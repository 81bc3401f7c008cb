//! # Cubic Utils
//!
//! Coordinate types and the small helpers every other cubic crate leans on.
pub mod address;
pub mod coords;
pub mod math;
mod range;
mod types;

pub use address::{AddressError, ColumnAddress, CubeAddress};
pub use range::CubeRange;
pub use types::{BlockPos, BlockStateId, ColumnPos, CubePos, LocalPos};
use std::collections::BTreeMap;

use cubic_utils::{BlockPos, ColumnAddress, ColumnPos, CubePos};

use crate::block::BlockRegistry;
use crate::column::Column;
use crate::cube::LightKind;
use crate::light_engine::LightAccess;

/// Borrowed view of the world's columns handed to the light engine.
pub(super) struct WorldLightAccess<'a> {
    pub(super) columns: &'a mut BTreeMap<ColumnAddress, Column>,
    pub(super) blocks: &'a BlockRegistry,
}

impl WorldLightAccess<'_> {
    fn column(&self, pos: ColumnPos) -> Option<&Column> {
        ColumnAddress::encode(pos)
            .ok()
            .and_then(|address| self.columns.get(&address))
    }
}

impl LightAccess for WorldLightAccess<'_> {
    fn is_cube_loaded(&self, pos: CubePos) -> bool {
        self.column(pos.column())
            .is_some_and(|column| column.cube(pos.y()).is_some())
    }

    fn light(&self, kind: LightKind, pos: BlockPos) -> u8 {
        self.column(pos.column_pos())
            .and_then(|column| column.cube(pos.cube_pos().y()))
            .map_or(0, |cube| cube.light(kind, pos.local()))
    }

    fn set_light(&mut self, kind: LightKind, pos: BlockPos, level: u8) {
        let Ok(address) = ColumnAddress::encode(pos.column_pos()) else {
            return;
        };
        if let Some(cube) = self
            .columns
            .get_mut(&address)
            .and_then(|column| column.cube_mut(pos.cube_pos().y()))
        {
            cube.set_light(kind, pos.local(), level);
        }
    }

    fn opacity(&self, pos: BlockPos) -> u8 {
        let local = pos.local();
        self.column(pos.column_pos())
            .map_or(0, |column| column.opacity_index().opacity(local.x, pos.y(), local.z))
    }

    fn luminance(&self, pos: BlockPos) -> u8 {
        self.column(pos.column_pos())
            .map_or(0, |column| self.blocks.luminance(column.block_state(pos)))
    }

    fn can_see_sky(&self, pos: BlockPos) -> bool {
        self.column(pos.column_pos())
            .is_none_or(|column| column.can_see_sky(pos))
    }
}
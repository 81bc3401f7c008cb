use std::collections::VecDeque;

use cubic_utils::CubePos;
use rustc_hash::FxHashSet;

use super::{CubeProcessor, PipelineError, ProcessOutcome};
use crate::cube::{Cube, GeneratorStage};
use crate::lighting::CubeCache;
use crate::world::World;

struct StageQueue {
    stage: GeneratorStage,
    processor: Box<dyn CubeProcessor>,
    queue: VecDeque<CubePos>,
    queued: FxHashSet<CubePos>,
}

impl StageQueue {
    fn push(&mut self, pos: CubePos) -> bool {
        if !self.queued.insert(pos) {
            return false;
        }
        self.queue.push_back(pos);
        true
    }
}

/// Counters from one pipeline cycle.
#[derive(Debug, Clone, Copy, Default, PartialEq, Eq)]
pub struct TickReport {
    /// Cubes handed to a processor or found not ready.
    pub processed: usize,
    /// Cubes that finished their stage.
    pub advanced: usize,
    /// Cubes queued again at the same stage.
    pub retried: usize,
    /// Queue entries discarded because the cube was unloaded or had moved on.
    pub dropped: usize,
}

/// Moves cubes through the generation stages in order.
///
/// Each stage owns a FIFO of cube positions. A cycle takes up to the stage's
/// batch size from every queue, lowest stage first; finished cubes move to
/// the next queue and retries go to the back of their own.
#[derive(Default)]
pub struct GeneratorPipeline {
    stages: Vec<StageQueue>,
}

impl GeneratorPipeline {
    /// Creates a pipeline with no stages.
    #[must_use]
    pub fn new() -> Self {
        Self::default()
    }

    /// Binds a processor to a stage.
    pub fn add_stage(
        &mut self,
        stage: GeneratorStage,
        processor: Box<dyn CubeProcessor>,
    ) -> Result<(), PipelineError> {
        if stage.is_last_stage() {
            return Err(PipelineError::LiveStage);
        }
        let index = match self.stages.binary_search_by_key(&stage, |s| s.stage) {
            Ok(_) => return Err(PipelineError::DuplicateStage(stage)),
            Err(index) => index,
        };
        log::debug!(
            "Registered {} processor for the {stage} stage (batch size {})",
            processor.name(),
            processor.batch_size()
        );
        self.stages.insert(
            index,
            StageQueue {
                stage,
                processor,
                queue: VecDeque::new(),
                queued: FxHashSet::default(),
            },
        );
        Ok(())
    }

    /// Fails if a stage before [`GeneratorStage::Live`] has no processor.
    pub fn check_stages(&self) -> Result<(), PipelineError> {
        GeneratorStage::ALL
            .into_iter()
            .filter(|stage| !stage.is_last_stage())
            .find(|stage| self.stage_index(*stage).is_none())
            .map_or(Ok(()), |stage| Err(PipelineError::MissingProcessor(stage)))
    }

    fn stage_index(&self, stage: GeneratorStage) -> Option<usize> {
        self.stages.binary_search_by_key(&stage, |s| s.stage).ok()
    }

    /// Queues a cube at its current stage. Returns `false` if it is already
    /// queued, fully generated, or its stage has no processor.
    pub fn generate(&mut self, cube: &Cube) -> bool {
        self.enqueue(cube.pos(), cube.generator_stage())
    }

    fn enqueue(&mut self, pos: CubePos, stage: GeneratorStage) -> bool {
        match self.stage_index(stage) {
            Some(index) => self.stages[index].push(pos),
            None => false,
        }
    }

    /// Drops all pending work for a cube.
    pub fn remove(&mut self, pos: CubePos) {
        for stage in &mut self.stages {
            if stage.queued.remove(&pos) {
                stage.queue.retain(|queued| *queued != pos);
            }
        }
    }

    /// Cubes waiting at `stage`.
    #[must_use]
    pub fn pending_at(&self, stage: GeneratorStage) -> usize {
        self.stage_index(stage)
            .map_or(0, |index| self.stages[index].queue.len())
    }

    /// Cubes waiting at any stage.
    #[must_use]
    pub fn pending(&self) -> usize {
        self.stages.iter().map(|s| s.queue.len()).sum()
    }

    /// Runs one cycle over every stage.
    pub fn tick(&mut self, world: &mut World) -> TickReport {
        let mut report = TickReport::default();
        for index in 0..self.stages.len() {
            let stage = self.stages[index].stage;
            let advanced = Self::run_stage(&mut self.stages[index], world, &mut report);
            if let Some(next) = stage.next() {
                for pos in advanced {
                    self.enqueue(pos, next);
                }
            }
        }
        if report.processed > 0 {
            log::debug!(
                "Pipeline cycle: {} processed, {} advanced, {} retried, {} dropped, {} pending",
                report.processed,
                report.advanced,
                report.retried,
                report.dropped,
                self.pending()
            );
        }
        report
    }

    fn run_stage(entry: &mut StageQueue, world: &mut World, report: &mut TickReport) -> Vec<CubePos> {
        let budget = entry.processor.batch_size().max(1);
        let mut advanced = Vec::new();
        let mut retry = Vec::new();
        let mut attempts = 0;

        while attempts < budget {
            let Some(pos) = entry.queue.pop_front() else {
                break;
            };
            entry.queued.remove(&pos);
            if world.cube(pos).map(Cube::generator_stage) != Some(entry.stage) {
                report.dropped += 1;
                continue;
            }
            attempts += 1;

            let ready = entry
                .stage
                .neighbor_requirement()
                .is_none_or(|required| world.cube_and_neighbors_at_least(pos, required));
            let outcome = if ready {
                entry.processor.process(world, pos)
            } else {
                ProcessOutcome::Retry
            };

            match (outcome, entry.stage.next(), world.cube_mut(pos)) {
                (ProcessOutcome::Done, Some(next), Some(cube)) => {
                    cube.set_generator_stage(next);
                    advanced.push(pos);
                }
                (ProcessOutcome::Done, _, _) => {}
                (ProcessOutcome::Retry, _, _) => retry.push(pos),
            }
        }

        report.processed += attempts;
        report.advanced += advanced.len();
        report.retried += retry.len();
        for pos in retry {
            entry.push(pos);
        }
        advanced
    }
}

------------------------------------------------

From the records above, print exactly the lines that run from the line with "fn column(&self, pos: ColumnPos)" to the line with "let local = pos.local();", inclusive.

(Task solution)
    fn column(&self, pos: ColumnPos) -> Option<&Column> {
        ColumnAddress::encode(pos)
            .ok()
            .and_then(|address| self.columns.get(&address))
    }
}

impl LightAccess for WorldLightAccess<'_> {
    fn is_cube_loaded(&self, pos: CubePos) -> bool {
        self.column(pos.column())
            .is_some_and(|column| column.cube(pos.y()).is_some())
    }

    fn light(&self, kind: LightKind, pos: BlockPos) -> u8 {
        self.column(pos.column_pos())
            .and_then(|column| column.cube(pos.cube_pos().y()))
            .map_or(0, |cube| cube.light(kind, pos.local()))
    }

    fn set_light(&mut self, kind: LightKind, pos: BlockPos, level: u8) {
        let Ok(address) = ColumnAddress::encode(pos.column_pos()) else {
            return;
        };
        if let Some(cube) = self
            .columns
            .get_mut(&address)
            .and_then(|column| column.cube_mut(pos.cube_pos().y()))
        {
            cube.set_light(kind, pos.local(), level);
        }
    }

    fn opacity(&self, pos: BlockPos) -> u8 {
        let local = pos.local();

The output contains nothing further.